Required work:
Where does "fragment" appear in the data? Return each line that holds it.

Data records:
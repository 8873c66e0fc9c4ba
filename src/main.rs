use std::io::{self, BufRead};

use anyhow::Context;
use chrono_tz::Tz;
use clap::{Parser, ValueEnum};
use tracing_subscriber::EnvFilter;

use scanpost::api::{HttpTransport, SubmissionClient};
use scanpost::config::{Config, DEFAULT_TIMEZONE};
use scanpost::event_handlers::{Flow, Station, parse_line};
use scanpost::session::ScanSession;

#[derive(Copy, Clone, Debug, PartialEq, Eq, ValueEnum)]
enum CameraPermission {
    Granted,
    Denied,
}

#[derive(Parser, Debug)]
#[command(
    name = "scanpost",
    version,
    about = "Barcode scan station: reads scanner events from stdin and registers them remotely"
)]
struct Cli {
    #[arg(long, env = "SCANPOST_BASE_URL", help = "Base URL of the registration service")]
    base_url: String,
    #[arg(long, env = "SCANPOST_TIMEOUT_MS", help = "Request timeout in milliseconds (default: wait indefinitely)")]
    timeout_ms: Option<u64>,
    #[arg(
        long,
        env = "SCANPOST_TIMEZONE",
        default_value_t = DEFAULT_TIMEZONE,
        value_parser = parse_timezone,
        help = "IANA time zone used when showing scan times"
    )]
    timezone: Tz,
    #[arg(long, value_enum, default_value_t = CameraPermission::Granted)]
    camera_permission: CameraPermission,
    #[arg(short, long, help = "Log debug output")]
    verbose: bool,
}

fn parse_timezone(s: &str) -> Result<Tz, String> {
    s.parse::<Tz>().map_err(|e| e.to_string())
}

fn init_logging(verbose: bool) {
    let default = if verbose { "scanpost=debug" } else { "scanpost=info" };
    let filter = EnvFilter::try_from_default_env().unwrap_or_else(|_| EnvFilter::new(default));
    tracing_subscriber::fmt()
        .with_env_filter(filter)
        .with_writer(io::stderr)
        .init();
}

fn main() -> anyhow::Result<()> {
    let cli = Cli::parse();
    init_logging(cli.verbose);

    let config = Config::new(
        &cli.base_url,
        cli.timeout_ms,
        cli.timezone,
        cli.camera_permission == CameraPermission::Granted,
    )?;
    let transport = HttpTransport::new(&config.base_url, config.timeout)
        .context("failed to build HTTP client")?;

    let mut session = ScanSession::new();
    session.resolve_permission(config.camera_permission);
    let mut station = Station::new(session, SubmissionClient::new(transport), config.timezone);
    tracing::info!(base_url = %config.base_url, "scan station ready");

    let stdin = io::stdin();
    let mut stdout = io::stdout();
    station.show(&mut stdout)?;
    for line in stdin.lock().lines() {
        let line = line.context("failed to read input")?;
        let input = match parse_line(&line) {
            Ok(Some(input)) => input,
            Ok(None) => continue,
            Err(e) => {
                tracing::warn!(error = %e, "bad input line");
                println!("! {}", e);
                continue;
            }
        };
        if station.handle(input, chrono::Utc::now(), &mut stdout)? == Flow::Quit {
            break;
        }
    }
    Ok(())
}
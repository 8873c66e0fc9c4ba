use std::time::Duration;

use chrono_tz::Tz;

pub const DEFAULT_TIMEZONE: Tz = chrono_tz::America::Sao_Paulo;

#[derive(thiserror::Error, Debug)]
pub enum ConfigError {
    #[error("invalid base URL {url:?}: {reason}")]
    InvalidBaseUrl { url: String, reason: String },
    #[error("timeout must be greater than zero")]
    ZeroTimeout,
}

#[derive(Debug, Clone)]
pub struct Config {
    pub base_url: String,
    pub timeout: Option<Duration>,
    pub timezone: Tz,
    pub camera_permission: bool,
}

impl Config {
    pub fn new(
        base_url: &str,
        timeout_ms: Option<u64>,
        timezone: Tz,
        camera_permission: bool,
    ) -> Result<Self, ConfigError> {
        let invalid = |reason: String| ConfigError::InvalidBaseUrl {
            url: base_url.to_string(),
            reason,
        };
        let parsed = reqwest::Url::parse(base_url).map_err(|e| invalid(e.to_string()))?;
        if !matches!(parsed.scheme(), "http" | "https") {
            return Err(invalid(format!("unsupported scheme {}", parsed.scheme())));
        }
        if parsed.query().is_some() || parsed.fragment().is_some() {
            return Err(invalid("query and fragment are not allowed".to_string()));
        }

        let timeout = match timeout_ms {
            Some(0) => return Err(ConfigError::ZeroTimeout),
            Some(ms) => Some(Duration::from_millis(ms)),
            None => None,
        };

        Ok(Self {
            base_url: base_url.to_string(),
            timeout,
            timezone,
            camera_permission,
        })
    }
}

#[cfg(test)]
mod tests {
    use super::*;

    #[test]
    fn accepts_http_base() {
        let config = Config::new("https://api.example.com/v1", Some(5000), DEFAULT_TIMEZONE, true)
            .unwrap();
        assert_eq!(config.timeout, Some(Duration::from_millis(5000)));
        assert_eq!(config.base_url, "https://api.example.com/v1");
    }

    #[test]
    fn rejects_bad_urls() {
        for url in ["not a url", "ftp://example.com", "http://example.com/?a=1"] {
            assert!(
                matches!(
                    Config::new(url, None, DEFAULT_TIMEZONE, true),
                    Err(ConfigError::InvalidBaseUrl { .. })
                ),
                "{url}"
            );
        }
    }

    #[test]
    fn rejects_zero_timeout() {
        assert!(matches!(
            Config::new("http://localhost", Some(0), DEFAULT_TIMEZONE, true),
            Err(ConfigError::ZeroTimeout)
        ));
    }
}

Exercise result:
        if parsed.query().is_some() || parsed.fragment().is_some() {
            return Err(invalid("query and fragment are not allowed".to_string()));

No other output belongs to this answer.